Listed records:
--- START ---
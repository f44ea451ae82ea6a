use actix_cors::Cors;
use actix_web::{middleware, web, App, HttpServer};
use outfit_matrix::config::{LoggingSettings, Settings};
use outfit_matrix::routes::{self, handle_json_payload_error, handle_query_payload_error, AppState};
use outfit_matrix::{Catalog, CatalogError, CatalogStore, Matcher};
use std::sync::Arc;
use tracing::{error, info};
use tracing_subscriber::EnvFilter;

fn init_tracing(logging: &LoggingSettings) {
    // RUST_LOG wins over the configured level when set
    let filter = EnvFilter::try_from_default_env()
        .unwrap_or_else(|_| EnvFilter::new(&logging.level));

    let subscriber = tracing_subscriber::fmt()
        .with_env_filter(filter)
        .with_target(false)
        .with_level(true);

    match logging.format.as_str() {
        "pretty" => subscriber.pretty().init(),
        "plain" => subscriber.init(),
        _ => subscriber.json().init(),
    }
}

fn load_catalog(path: Option<&str>) -> Result<Catalog, CatalogError> {
    match path {
        Some(path) => Catalog::load(path),
        None => Catalog::embedded(),
    }
}

fn startup_error(context: &str, err: impl std::fmt::Display) -> std::io::Error {
    error!("{}: {}", context, err);
    std::io::Error::other(format!("{}: {}", context, err))
}

#[actix_web::main]
async fn main() -> std::io::Result<()> {
    // Load .env file if present
    dotenv::dotenv().ok();

    // Load configuration; logging is not up yet, so report on stderr
    let settings = Settings::load().map_err(|e| {
        eprintln!("Failed to load configuration: {}", e);
        std::io::Error::new(std::io::ErrorKind::InvalidInput, e.to_string())
    })?;

    init_tracing(&settings.logging);

    info!("Starting Outfit Matrix matching service...");

    // A malformed matrix must stop startup rather than serve partial results
    let catalog = load_catalog(settings.catalog.path.as_deref())
        .map_err(|e| startup_error("Failed to load outfit catalog", e))?;

    info!(
        "Catalog {} loaded with {} entries (source: {})",
        catalog.version(),
        catalog.len(),
        settings.catalog.path.as_deref().unwrap_or("embedded")
    );

    // Initialize matcher with configured weights
    let weights = settings
        .scoring
        .weights
        .to_weights()
        .map_err(|e| startup_error("Invalid scoring weights", e))?;

    let matcher = Matcher::new(weights);

    info!("Matcher initialized with weights: {:?}", matcher.weights());

    // Build application state
    let app_state = AppState {
        catalog: Arc::new(CatalogStore::new(catalog)),
        matcher,
    };

    // Configure HTTP server
    let host = settings.server.host.clone();
    let port = settings.server.port;
    let workers = settings.server.workers.unwrap_or(4);

    info!("Starting HTTP server on {}:{}", host, port);

    HttpServer::new(move || {
        let cors = Cors::permissive();

        App::new()
            .app_data(web::Data::new(app_state.clone()))
            .app_data(web::JsonConfig::default().error_handler(handle_json_payload_error))
            .app_data(web::QueryConfig::default().error_handler(handle_query_payload_error))
            .wrap(cors)
            .wrap(middleware::Logger::default())
            .wrap(middleware::Compress::default())
            .configure(routes::configure_routes)
    })
    .workers(workers)
    .bind((host, port))?
    .run()
    .await
}
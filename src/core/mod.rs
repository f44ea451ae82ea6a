// Core algorithm exports
pub mod catalog;
pub mod filters;
pub mod matcher;
pub mod profile;
pub mod scoring;
pub mod selector;

pub use catalog::{Catalog, CatalogStore};
pub use filters::{calculate_lifestyle_score, filter_candidates, matches_request};
pub use matcher::{MatchOutcome, Matcher};
pub use profile::{normalize_profile, parse_category, require_category, ProfileDefaults};
pub use scoring::{explain, score_candidate, score_candidates};
pub use selector::{assemble_result, select_winners};
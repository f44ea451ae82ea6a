use actix_web::{web, HttpResponse, Responder};
use crate::core::{require_category, CatalogStore, Matcher};
use crate::error::ValidationError;
use crate::models::{
    ErrorResponse, HealthResponse, MatchMode, MatchOutfitsRequest, MatchOutfitsResponse, Occasion,
};
use std::sync::Arc;
use validator::Validate;

/// Application state shared across all handlers
#[derive(Clone)]
pub struct AppState {
    pub catalog: Arc<CatalogStore>,
    pub matcher: Matcher,
}

/// Configure all outfit-related routes
pub fn configure(cfg: &mut web::ServiceConfig) {
    cfg
        .route("/health", web::get().to(health_check))
        .route("/outfits/match", web::post().to(match_outfits));
}

/// Health check endpoint
async fn health_check(state: web::Data<AppState>) -> impl Responder {
    let catalog = state.catalog.snapshot();

    // An empty matrix can only ever return empty slots
    let status = if catalog.is_empty() { "degraded" } else { "healthy" };

    HttpResponse::Ok().json(HealthResponse {
        status: status.to_string(),
        version: env!("CARGO_PKG_VERSION").to_string(),
        timestamp: chrono::Utc::now(),
        catalog_version: catalog.version().to_string(),
        catalog_entries: catalog.len(),
    })
}

fn bad_request(error: &str, message: String) -> HttpResponse {
    HttpResponse::BadRequest().json(ErrorResponse {
        error: error.to_string(),
        message,
        status_code: 400,
    })
}

/// Match outfits endpoint
///
/// POST /api/v1/outfits/match
///
/// Request body:
/// ```json
/// {
///   "occasion": "wedding",
///   "mode": "personal",
///   "profile": {
///     "skinTone": "warm",
///     "bodyType": "rectangle",
///     "contrast": "medium",
///     "lifestyle": ["work", "social"]
///   },
///   "excludeIds": ["wedding_safe_01"]
/// }
/// ```
async fn match_outfits(
    state: web::Data<AppState>,
    req: web::Json<MatchOutfitsRequest>,
) -> impl Responder {
    // Validate request
    if let Err(errors) = req.validate() {
        tracing::info!("Validation failed for match_outfits request: field_errors={:?}", errors);
        return bad_request("Validation failed", errors.to_string());
    }

    let parsed: Result<(Occasion, MatchMode), ValidationError> = require_category("occasion", &req.occasion)
        .and_then(|occasion| Ok((occasion, require_category("mode", &req.mode)?)));
    let (occasion, mode) = match parsed {
        Ok(parsed) => parsed,
        Err(e) => return bad_request("Invalid request", e.to_string()),
    };

    let request_id = uuid::Uuid::new_v4().to_string();
    let span = tracing::info_span!("match_outfits", %request_id, %occasion, %mode);
    let _guard = span.enter();

    // Hold one snapshot for the whole request so a reload is never observed halfway
    let catalog = state.catalog.snapshot();

    let request = match state
        .matcher
        .prepare(&catalog, occasion, &req.profile, mode, &req.exclude_ids)
    {
        Ok(request) => request,
        Err(e) => {
            tracing::info!(field = e.field(), "Rejected style profile: {}", e);
            return bad_request("Invalid style profile", e.to_string());
        }
    };

    let outcome = state.matcher.find_outfits(&catalog, &request);
    let has_alternatives = state
        .matcher
        .has_alternatives(&catalog, &request, &outcome.result);

    tracing::info!(
        "Returning {:?} for {} (from {} candidates, {} disqualified)",
        outcome.result.outfit_ids(),
        occasion,
        outcome.eligible_candidates,
        outcome.disqualified_candidates
    );

    HttpResponse::Ok().json(MatchOutfitsResponse {
        request_id,
        occasion: occasion.to_string(),
        mode: mode.to_string(),
        catalog_version: catalog.version().to_string(),
        outfits: outcome.result,
        has_alternatives,
        total_candidates: outcome.total_candidates,
    })
}
use crate::core::filters::calculate_lifestyle_score;
use crate::models::{
    DimensionScore, FitDimension, FitQuality, MatchMode, MatrixOutfitEntry, ScoredCandidate,
    ScoringWeights, StyleProfile,
};

/// Score one candidate against the profile
///
/// Scoring formula:
/// score = (
///     Σ weight(dim, mode) * points(dim) / 3 +   # skin tone, contrast, body type
///     lifestyle_factor * weights.lifestyle      # shared lifestyle tags
/// ) * 100
///
/// A dimension rated `Avoid` disqualifies the candidate no matter how the
/// other dimensions score. In quick mode, dimensions the user did not supply
/// resolve to `Neutral` instead of the catalog rating.
pub fn score_candidate<'a>(
    entry: &'a MatrixOutfitEntry,
    profile: &StyleProfile,
    mode: MatchMode,
    weights: &ScoringWeights,
) -> ScoredCandidate<'a> {
    let breakdown = FitDimension::ALL.map(|dimension| {
        let confident = profile.is_confident(dimension);
        let quality = resolve_quality(entry, profile, dimension, mode);
        let points = quality
            .points()
            .map(|p| dimension_points(p, weights.for_dimension(dimension, mode)))
            .unwrap_or(0.0);

        DimensionScore {
            dimension,
            quality,
            confident,
            points,
        }
    });

    let disqualified = breakdown.iter().any(|d| d.quality == FitQuality::Avoid);
    let (lifestyle_factor, shared_lifestyle) = calculate_lifestyle_score(entry, profile);

    let score = if disqualified {
        0.0
    } else {
        let fit_total: f64 = breakdown.iter().map(|d| d.points).sum();
        fit_total + lifestyle_factor * weights.lifestyle * 100.0
    };

    ScoredCandidate {
        entry,
        score,
        disqualified,
        breakdown,
        shared_lifestyle,
    }
}

/// Score every candidate; order of the input does not affect any score
pub fn score_candidates<'a>(
    candidates: &[&'a MatrixOutfitEntry],
    profile: &StyleProfile,
    mode: MatchMode,
    weights: &ScoringWeights,
) -> Vec<ScoredCandidate<'a>> {
    candidates
        .iter()
        .map(|&entry| score_candidate(entry, profile, mode, weights))
        .collect()
}

#[inline]
fn resolve_quality(
    entry: &MatrixOutfitEntry,
    profile: &StyleProfile,
    dimension: FitDimension,
    mode: MatchMode,
) -> FitQuality {
    if mode == MatchMode::Quick && !profile.is_confident(dimension) {
        return FitQuality::Neutral;
    }

    // A validated catalog always has a rating; fail closed otherwise
    entry
        .fit_for(dimension, profile)
        .unwrap_or(FitQuality::Avoid)
}

#[inline]
fn dimension_points(points: u8, weight: f64) -> f64 {
    weight * (points as f64 / FitQuality::MAX_POINTS as f64) * 100.0
}

/// Stylist-facing explanation naming the strongest confident dimensions
pub fn explain(candidate: &ScoredCandidate<'_>) -> String {
    let mut strongest: Vec<&DimensionScore> = candidate
        .breakdown
        .iter()
        .filter(|d| d.confident && d.quality != FitQuality::Avoid)
        .collect();

    // Stable sort keeps declaration order among equal contributions
    strongest.sort_by(|a, b| b.points.total_cmp(&a.points));

    match strongest.as_slice() {
        [] => "A dependable pick for the occasion.".to_string(),
        [only] => format!("Chosen to suit {}.", only.dimension.phrase()),
        [first, second, ..] => format!(
            "Chosen to suit {} and {}.",
            first.dimension.phrase(),
            second.dimension.phrase()
        ),
    }
}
--- END ---
Give again the closing portion of the entries, from the line with "[first, second, ..]" through the last line. Keep it exact and add nothing.

        [first, second, ..] => format!(
            "Chosen to suit {} and {}.",
            first.dimension.phrase(),
            second.dimension.phrase()
        ),
    }
}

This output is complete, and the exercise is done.